The South Bend Tribune has an editorial on the subject of providing health care to uninsured or underinsured Hoosiers, particularly children.
Indiana can’t afford for residents who don’t have health insurance to go without medical care. Neither can the state afford for uninsured residents to depend on emergency rooms to receive routine medical care. Most of all, Indiana cannot afford for Hoosier children from low-income families to go without either health insurance coverage or medical care.
They are right. Implicit in that statement is the fact that this isn’t a choice between paying for their healthcare or not paying for it. When someone who can’t afford health care really needs it, they don’t typically do without. Instead they wait until the problem is really bad, then they go to an emergency room, and the public pays for it, one way or another. Often times the emergency room is publicly funded. In addition, health care for those who can pay is more expensive to subsidize service provided to those who cannot pay. The subsidies can even take less obvious forms. For example, Perry County passed an almost certainly illegal Certificate of Need ordinance designed to prevent competition to its County Hospital, allegedly because competition to that hospital would take paying customers away and hurt its ability to serve the uninsured and underinsured.

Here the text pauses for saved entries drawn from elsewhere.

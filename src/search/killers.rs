use chess::ChessMove;

use crate::position::Position;

/// Two quiet moves per ply that recently caused a beta cutoff, newest first.
#[derive(Clone, Debug, Default)]
pub struct KillerTable {
    slots: Vec<[Option<ChessMove>; 2]>,
}

impl KillerTable {
    #[must_use]
    pub fn new() -> Self {
        KillerTable { slots: Vec::new() }
    }

    #[must_use]
    pub fn get(&self, ply: usize) -> [Option<ChessMove>; 2] {
        self.slots.get(ply).copied().unwrap_or_default()
    }

    /// Remember `mv` as the newest killer at `ply`. Captures in `position`
    /// (the node the move was played from) are ignored.
    pub fn update(&mut self, ply: usize, mv: ChessMove, position: &Position) {
        if position.is_capture(mv) {
            return;
        }
        if self.slots.len() <= ply {
            self.slots.resize(ply + 1, [None, None]);
        }
        let row = &mut self.slots[ply];
        if row[0] != Some(mv) {
            row[1] = row[0];
            row[0] = Some(mv);
        }
    }
}
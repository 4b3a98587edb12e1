//! Scene tables.
//!
//! [`Scene`] owns every material, geometry and render item. Entries are
//! appended during scene construction and never removed, so handles handed
//! out by the `add_*` methods stay valid for the life of the scene.

use frameflight_resources::Material;
use tracing::debug;

use crate::geometry::MeshGeometry;
use crate::handle::{GeometryId, MaterialId, RenderItemId};
use crate::render_item::{RenderItem, RenderLayer};

/// Owned tables of materials, geometry and render items.
#[derive(Debug, Default)]
pub struct Scene {
    materials: Vec<Material>,
    geometries: Vec<MeshGeometry>,
    items: Vec<RenderItem>,
    layers: [Vec<RenderItemId>; RenderLayer::COUNT],
}

impl Scene {
    /// Creates an empty scene.
    pub fn new() -> Self {
        Self::default()
    }

    /// Adds a material.
    pub fn add_material(&mut self, material: Material) -> MaterialId {
        let id = MaterialId::new(self.materials.len() as u32);
        debug!("Added {} '{}'", id, material.name);
        self.materials.push(material);
        id
    }

    /// Adds a geometry.
    pub fn add_geometry(&mut self, geometry: MeshGeometry) -> GeometryId {
        let id = GeometryId::new(self.geometries.len() as u32);
        debug!("Added {} '{}'", id, geometry.name);
        self.geometries.push(geometry);
        id
    }

    /// Adds a render item and files it under `layer`.
    pub fn add_render_item(&mut self, layer: RenderLayer, item: RenderItem) -> RenderItemId {
        let id = RenderItemId::new(self.items.len() as u32);
        self.items.push(item);
        self.layers[layer.index()].push(id);
        id
    }

    /// Returns a material.
    pub fn material(&self, id: MaterialId) -> Option<&Material> {
        self.materials.get(id.index())
    }

    /// Returns a material for mutation.
    ///
    /// Prefer the renderer's update accessor, which also marks it dirty.
    pub fn material_mut(&mut self, id: MaterialId) -> Option<&mut Material> {
        self.materials.get_mut(id.index())
    }

    /// Finds a material by name.
    pub fn find_material(&self, name: &str) -> Option<MaterialId> {
        self.materials
            .iter()
            .position(|m| m.name == name)
            .map(|i| MaterialId::new(i as u32))
    }

    /// Returns a geometry.
    pub fn geometry(&self, id: GeometryId) -> Option<&MeshGeometry> {
        self.geometries.get(id.index())
    }

    /// Returns a render item.
    pub fn render_item(&self, id: RenderItemId) -> Option<&RenderItem> {
        self.items.get(id.index())
    }

    /// Returns a render item for mutation.
    ///
    /// Prefer the renderer's update accessor, which also marks it dirty.
    pub fn render_item_mut(&mut self, id: RenderItemId) -> Option<&mut RenderItem> {
        self.items.get_mut(id.index())
    }

    /// Render items filed under `layer`, in insertion order.
    pub fn layer(&self, layer: RenderLayer) -> &[RenderItemId] {
        &self.layers[layer.index()]
    }

    /// All materials with their handles.
    pub fn materials(&self) -> impl Iterator<Item = (MaterialId, &Material)> {
        self.materials
            .iter()
            .enumerate()
            .map(|(i, m)| (MaterialId::new(i as u32), m))
    }

    /// All geometries with their handles.
    pub fn geometries(&self) -> impl Iterator<Item = (GeometryId, &MeshGeometry)> {
        self.geometries
            .iter()
            .enumerate()
            .map(|(i, g)| (GeometryId::new(i as u32), g))
    }

    /// All render items with their handles.
    pub fn render_items(&self) -> impl Iterator<Item = (RenderItemId, &RenderItem)> {
        self.items
            .iter()
            .enumerate()
            .map(|(i, r)| (RenderItemId::new(i as u32), r))
    }

    /// Number of materials.
    pub fn material_count(&self) -> usize {
        self.materials.len()
    }

    /// Number of render items.
    pub fn render_item_count(&self) -> usize {
        self.items.len()
    }

    /// Number of geometries.
    pub fn geometry_count(&self) -> usize {
        self.geometries.len()
    }
}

I think we’d be hard pressed to design a system that was more expensive and less efficient if we tried.
The South Bend Tribune endorses efforts by FSSA, Hoosier Healthwise manged care providers, and school systems to work together to set up professionally staffed in-school clinics. I have mixed feelings about this. On the one hand, it makes sense. If you want to make sure kids are getting proper health care, you go to where the kids are: the schools. On the other hand, it seems like yet another function laid on the shoulders of already burdened schools which will be a further distraction from schools actually being able to educate children while they are at school.